Os pistoleiros Hércules de Araújo Agostinho e Célio Alves de Oliveira e o advogado Ildo Moreschi vão a júri popular pela mortes dos irmãos Brandão Araújo Filho e José Carlos Machado Araújo. A decisão é do juiz titular da 3ª Vara Criminal de Rondonópolis, Hugo José da Silva. O despacho foi emitido em 30 de junho, no processo número 657/2003. O julgamento deve acontecer quase dez anos depois das mortes. Brandão foi executado a tiros em 10 de agosto de 1999. José Carlos, em 28 de dezembro de 2000. Os assassinatos estariam ligados a uma disputa agrária.

Sérgio Marchett e a filha dele, Mônica Marchett, acusados formalmente como mandantes do crime, não foram pronunciados. O pistoleiro Hércules é réu confesso dos crimes e ratificou em juízo a participação de seu comparsa, Célio Alves. Ambos estão presos na Penitenciária de Segurança Máxima de Campo Grande (MS).

As duas vítimas foram executadas em vias públicas por dois homens que ocupavam motos. Os demais envolvidos negam que tenham envolvimento nas ações criminosas.

Consta na denúncia formal assinada pelos promotores Ana Medeiros e Marcelo Malvezzi que Hércules e Célio foram contratados pelo sargento José Jesus de Freitas (executado em 1999).

“A Justiça, enfim, começou a ser feita, mas ainda faltam outros envolvidos a serem julgados”, desabafa o sobrinho das vítimas, Gustavo Araújo Brandão.

Motivação

A disputa teve início em novembro de 1988, quando José Carlos Machado Araújo, conhecido como “Zezeca”, e sua esposa, Nilma, colocaram à venda uma fazenda localizada na divisa dos municípios de Rondonópolis e Itiquira, mais precisamente na região do Mineirinho, com 2.175 hectares, denominada Fazenda Três Irmãos.

O contrato de compra e venda foi firmado em novembro de 1988 e foi convencionado que o pagamento se daria em parcelas, sendo a primeira um sinal no ato da compra, o que não foi realizado. Apesar do descumprimento contratual, a Agropecuária Marchett entrou na Justiça contra José Carloso e sua esposa Nilma requerendo a escritura da fazenda.

Gol branco seria a prova do pagamento dos crimes

Uma das provas apontadas pelo Ministério Público Estadual para incriminar os denunciados como mandantes dos assassinatos foi a entrega de um veículo Gol, branco, dado como pagamento pelos assassinatos. O carro pertencia a Sementes Mônica, cujo documento de transferência foi assinado pela acusada Mônica Marchett ao ex-soldado PM Célio Alves, cúmplice do ex-cabo Hércules Agostinho nos crimes.

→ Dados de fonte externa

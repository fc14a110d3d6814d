//! The month cursor a picker grid is showing.

use crate::consts::{DECEMBER, JANUARY, MAX_VIEW_YEAR, MIN_VIEW_YEAR, YEAR_OPTIONS_SPAN};
use crate::types::{Day, Month, Year, days_in_month};
use crate::{CalendarDate, DateError};
use derive_more::Display;

/// A (year, month) pair: the month displayed by the grid.
///
/// A view month has no day component; it always stands for the first of its
/// month. Its year stays within `MIN_VIEW_YEAR..=MAX_VIEW_YEAR` so that the
/// padding days around any displayable month are themselves valid dates.
/// Navigation saturates at those limits instead of failing.
#[derive(Debug, Clone, Copy, PartialEq, Eq, PartialOrd, Ord, Hash, Display)]
#[display(fmt = "{:04}-{:02}", "year.get()", "month.get()")]
pub struct ViewMonth {
    year: Year,
    month: Month,
}

impl ViewMonth {
    /// # Errors
    /// Returns `DateError::InvalidMonth` for a month outside 1..=12 and
    /// `DateError::YearOutsideView` for a year the grid cannot display.
    pub fn new(year: u16, month: u8) -> Result<Self, DateError> {
        let month = Month::new(month)?;
        if !(MIN_VIEW_YEAR..=MAX_VIEW_YEAR).contains(&year) {
            return Err(DateError::YearOutsideView(year));
        }
        Ok(Self {
            year: Year::new(year)?,
            month,
        })
    }

    /// The month containing `date`. Dates in the first or last supported
    /// year clamp to the nearest displayable month.
    pub const fn containing(date: CalendarDate) -> Self {
        Self::clamped(date.year().get(), date.month())
    }

    const fn clamped(year: u16, month: Month) -> Self {
        if year < MIN_VIEW_YEAR {
            Self {
                year: Year::saturating(MIN_VIEW_YEAR),
                month: Month::JANUARY,
            }
        } else if year > MAX_VIEW_YEAR {
            Self {
                year: Year::saturating(MAX_VIEW_YEAR),
                month: Month::DECEMBER,
            }
        } else {
            Self {
                year: Year::saturating(year),
                month,
            }
        }
    }

    pub const fn year(self) -> Year {
        self.year
    }

    pub const fn month(self) -> Month {
        self.month
    }

    pub const fn first_day(self) -> CalendarDate {
        CalendarDate {
            year: self.year,
            month: self.month,
            day: Day::FIRST,
        }
    }

    pub const fn last_day(self) -> CalendarDate {
        CalendarDate {
            year: self.year,
            month: self.month,
            day: Day::saturating(days_in_month(self.year.get(), self.month.get())),
        }
    }

    /// Whether `date` falls in this month of this year.
    pub fn contains(self, date: CalendarDate) -> bool {
        date.year() == self.year && date.month() == self.month
    }

    /// One month back, rolling into December of the previous year.
    pub const fn prev(self) -> Self {
        let (year, month) = (self.year.get(), self.month.get());
        if month == JANUARY {
            if year <= MIN_VIEW_YEAR {
                return self;
            }
            Self::clamped(year - 1, Month::DECEMBER)
        } else {
            Self::clamped(year, Month::saturating(month - 1))
        }
    }

    /// One month forward, rolling into January of the next year.
    pub const fn next(self) -> Self {
        let (year, month) = (self.year.get(), self.month.get());
        if month == DECEMBER {
            if year >= MAX_VIEW_YEAR {
                return self;
            }
            Self::clamped(year + 1, Month::JANUARY)
        } else {
            Self::clamped(year, Month::saturating(month + 1))
        }
    }

    /// Same year, different month.
    pub const fn with_month(self, month: Month) -> Self {
        Self { month, ..self }
    }

    /// Same month, different year. The year is clamped to the displayable
    /// years; the month is never changed.
    pub const fn with_year(self, year: Year) -> Self {
        let year = year.get();
        let year = if year < MIN_VIEW_YEAR {
            MIN_VIEW_YEAR
        } else if year > MAX_VIEW_YEAR {
            MAX_VIEW_YEAR
        } else {
            year
        };
        Self {
            year: Year::saturating(year),
            ..self
        }
    }

    /// Years offered by the year dropdown: up to ten either side of this
    /// view's year, fewer near the displayable limits.
    pub fn year_options(self) -> impl Iterator<Item = Year> {
        let center = self.year.get();
        let first = center.saturating_sub(YEAR_OPTIONS_SPAN).max(MIN_VIEW_YEAR);
        let last = center.saturating_add(YEAR_OPTIONS_SPAN).min(MAX_VIEW_YEAR);
        (first..=last).map(Year::saturating)
    }
}

impl From<CalendarDate> for ViewMonth {
    fn from(date: CalendarDate) -> Self {
        Self::containing(date)
    }
}
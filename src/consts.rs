/// Earliest representable year
pub const MIN_YEAR: u16 = 1;
/// Latest representable year
pub const MAX_YEAR: u16 = 9999;

/// Earliest year a view month may show. One year of headroom keeps the
/// leading padding days of January representable.
pub const MIN_VIEW_YEAR: u16 = MIN_YEAR + 1;
/// Latest year a view month may show, mirroring [`MIN_VIEW_YEAR`].
pub const MAX_VIEW_YEAR: u16 = MAX_YEAR - 1;

pub const MAX_MONTH: u8 = 12;
pub const MIN_DAY: u8 = 1;

pub const JANUARY: u8 = 1;
pub const FEBRUARY: u8 = 2;
pub const DECEMBER: u8 = 12;

/// Month lengths in a common year, January first.
pub const MONTH_LENGTHS: [u8; MAX_MONTH as usize] =
    [31, 28, 31, 30, 31, 30, 31, 31, 30, 31, 30, 31];
pub const LEAP_FEBRUARY_LENGTH: u8 = 29;

/// Cells in one grid row
pub const DAYS_PER_WEEK: u8 = 7;

/// Years offered on each side of the view year by the year selector
pub const YEAR_OPTIONS_SPAN: u16 = 10;

// Gregorian leap rule: every 4th year, except centuries not divisible by 400.
pub(crate) const LEAP_YEAR_CYCLE: u16 = 4;
pub(crate) const CENTURY_CYCLE: u16 = 100;
pub(crate) const GREGORIAN_CYCLE: u16 = 400;

/// Separator of the ISO `YYYY-MM-DD` form used for serialization
pub const DATE_SEPARATOR: char = '-';

/// Locale used when none is supplied or the supplied one is unknown
pub const DEFAULT_LOCALE_CODE: &str = "fr";
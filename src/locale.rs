//! Static locale profiles for the picker.
//!
//! Profiles are immutable data. [`resolve`] is total: anything it does not
//! recognize maps to the French profile.

use crate::consts::DEFAULT_LOCALE_CODE;
use crate::{Month, Weekday};

/// Which day-name list to read from a profile.
#[derive(Debug, Clone, Copy, PartialEq, Eq, Default)]
pub enum DayNameStyle {
    /// `"lundi"`, `"Monday"`
    Full,
    /// `"lun"`, `"Mon"`
    #[default]
    Short,
    /// `"L"`, `"M"`
    Min,
}

/// Labels the picker shows or announces to assistive technology.
#[derive(Debug, Clone, Copy, PartialEq, Eq)]
pub struct UiTexts {
    pub select_month:     &'static str,
    pub select_year:      &'static str,
    pub previous_month:   &'static str,
    pub next_month:       &'static str,
    pub today:            &'static str,
    pub selected:         &'static str,
    pub date_placeholder: &'static str,
    pub date_label:       &'static str,
    pub calendar_label:   &'static str,
}

/// Names, week layout, display format and UI texts for one language.
///
/// Day-name arrays are indexed by [`Weekday::index`] (Sunday first) whatever
/// the display order; month-name arrays by [`Month::index`].
#[derive(Debug, PartialEq, Eq)]
pub struct LocaleProfile {
    pub code:              &'static str,
    pub month_names:       [&'static str; 12],
    pub month_names_short: [&'static str; 12],
    pub day_names:         [&'static str; 7],
    pub day_names_short:   [&'static str; 7],
    pub day_names_min:     [&'static str; 7],
    pub date_format:       &'static str,
    pub first_day_of_week: Weekday,
    pub texts:             UiTexts,
}

pub static FR: LocaleProfile = LocaleProfile {
    code:              "fr",
    month_names:       [
        "janvier", "février", "mars", "avril", "mai", "juin", "juillet", "août", "septembre",
        "octobre", "novembre", "décembre",
    ],
    month_names_short: [
        "jan", "fév", "mar", "avr", "mai", "juin", "juil", "août", "sep", "oct", "nov", "déc",
    ],
    day_names:         ["dimanche", "lundi", "mardi", "mercredi", "jeudi", "vendredi", "samedi"],
    day_names_short:   ["dim", "lun", "mar", "mer", "jeu", "ven", "sam"],
    day_names_min:     ["D", "L", "M", "M", "J", "V", "S"],
    date_format:       "dd/MM/yyyy",
    first_day_of_week: Weekday::Monday,
    texts:             UiTexts {
        select_month:     "Sélectionner le mois",
        select_year:      "Sélectionner l'année",
        previous_month:   "Mois précédent",
        next_month:       "Mois suivant",
        today:            "aujourd'hui",
        selected:         "sélectionné",
        date_placeholder: "JJ/MM/AAAA",
        date_label:       "Sélecteur de date",
        calendar_label:   "Calendrier de sélection de date",
    },
};

pub static EN: LocaleProfile = LocaleProfile {
    code:              "en",
    month_names:       [
        "January", "February", "March", "April", "May", "June", "July", "August", "September",
        "October", "November", "December",
    ],
    month_names_short: [
        "Jan", "Feb", "Mar", "Apr", "May", "Jun", "Jul", "Aug", "Sep", "Oct", "Nov", "Dec",
    ],
    day_names:         [
        "Sunday", "Monday", "Tuesday", "Wednesday", "Thursday", "Friday", "Saturday",
    ],
    day_names_short:   ["Sun", "Mon", "Tue", "Wed", "Thu", "Fri", "Sat"],
    day_names_min:     ["S", "M", "T", "W", "T", "F", "S"],
    date_format:       "MM/dd/yyyy",
    first_day_of_week: Weekday::Sunday,
    texts:             UiTexts {
        select_month:     "Select month",
        select_year:      "Select year",
        previous_month:   "Previous month",
        next_month:       "Next month",
        today:            "today",
        selected:         "selected",
        date_placeholder: "MM/DD/YYYY",
        date_label:       "Date picker",
        calendar_label:   "Date selection calendar",
    },
};

static PROFILES: [&LocaleProfile; 2] = [&FR, &EN];

/// Looks up the profile for `code`, falling back to the default (French).
///
/// Matching ignores case, surrounding whitespace and any region subtag, so
/// `"EN"`, `"en-US"` and `"en_GB"` all resolve to English.
pub fn resolve(code: Option<&str>) -> &'static LocaleProfile {
    let Some(raw) = code else {
        return default_profile();
    };
    let language = raw.trim().split(['-', '_']).next().unwrap_or_default();

    PROFILES
        .iter()
        .copied()
        .find(|profile| profile.code.eq_ignore_ascii_case(language))
        .unwrap_or_else(|| {
            tracing::warn!(code = raw, fallback = DEFAULT_LOCALE_CODE, "unknown locale code");
            default_profile()
        })
}

const fn default_profile() -> &'static LocaleProfile {
    &FR
}

impl LocaleProfile {
    pub const fn month_name(&self, month: Month) -> &'static str {
        self.month_names[month.index()]
    }

    pub const fn month_name_short(&self, month: Month) -> &'static str {
        self.month_names_short[month.index()]
    }

    pub const fn day_name(&self, weekday: Weekday, style: DayNameStyle) -> &'static str {
        let names = match style {
            DayNameStyle::Full => &self.day_names,
            DayNameStyle::Short => &self.day_names_short,
            DayNameStyle::Min => &self.day_names_min,
        };
        names[weekday.index() as usize]
    }

    /// Column headers for the grid, rotated to start on this locale's first
    /// day of week.
    pub fn weekday_headers(&self, style: DayNameStyle) -> [&'static str; 7] {
        Weekday::week_starting(self.first_day_of_week).map(|day| self.day_name(day, style))
    }
}

#[cfg(test)]
mod tests {
    use super::*;
    use crate::test_utils::month;

    #[test]
    fn test_resolve_known_codes() {
        assert_eq!(resolve(Some("fr")).code, "fr");
        assert_eq!(resolve(Some("en")).code, "en");
    }

    #[test]
    fn test_resolve_unknown_falls_back_to_default() {
        assert!(std::ptr::eq(resolve(Some("de")), resolve(None)));
        assert!(std::ptr::eq(resolve(Some("")), resolve(None)));
        assert_eq!(resolve(Some("xx-YY")).code, DEFAULT_LOCALE_CODE);
    }

    #[test]
    fn test_resolve_normalizes_code() {
        assert_eq!(resolve(Some(" EN ")).code, "en");
        assert_eq!(resolve(Some("en-US")).code, "en");
        assert_eq!(resolve(Some("fr_CA")).code, "fr");
    }

    #[test]
    fn test_resolve_is_deterministic() {
        for _ in 0..3 {
            assert!(std::ptr::eq(resolve(Some("de")), &FR));
        }
    }

    #[test]
    fn test_first_day_of_week() {
        assert_eq!(resolve(Some("fr")).first_day_of_week, Weekday::Monday);
        assert_eq!(resolve(Some("en")).first_day_of_week, Weekday::Sunday);
    }

    #[test]
    fn test_weekday_headers_rotated() {
        assert_eq!(
            resolve(Some("fr")).weekday_headers(DayNameStyle::Short),
            ["lun", "mar", "mer", "jeu", "ven", "sam", "dim"]
        );
        assert_eq!(
            resolve(Some("en")).weekday_headers(DayNameStyle::Min),
            ["S", "M", "T", "W", "T", "F", "S"]
        );
    }

    #[test]
    fn test_names_indexed_from_sunday_and_january() {
        let fr = resolve(Some("fr"));
        assert_eq!(fr.day_name(Weekday::Sunday, DayNameStyle::Full), "dimanche");
        assert_eq!(fr.month_name(month(8)), "août");
        assert_eq!(resolve(Some("en")).month_name_short(month(12)), "Dec");
    }
}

Um dos grandes problemas da demora processual se dá pelo fato de que o acusado Sérgio Marchett, por ter cidadania boliviana e residir naquele país, ainda não ter sido citado no processo em que está sendo acusado desde 2003. Para a citação do acusado, será necessária a expedição de carta rogatória, traduzida para o espanhol e encaminhada à Justiça boliviana, para que seja entregue ao acusado Sérgio Marchett, citando-o sobre o processo de homicídio qualificado promovido contra ele, que possui idade superior a 70 anos, período em que a prescrição dos crimes cai para 10 anos.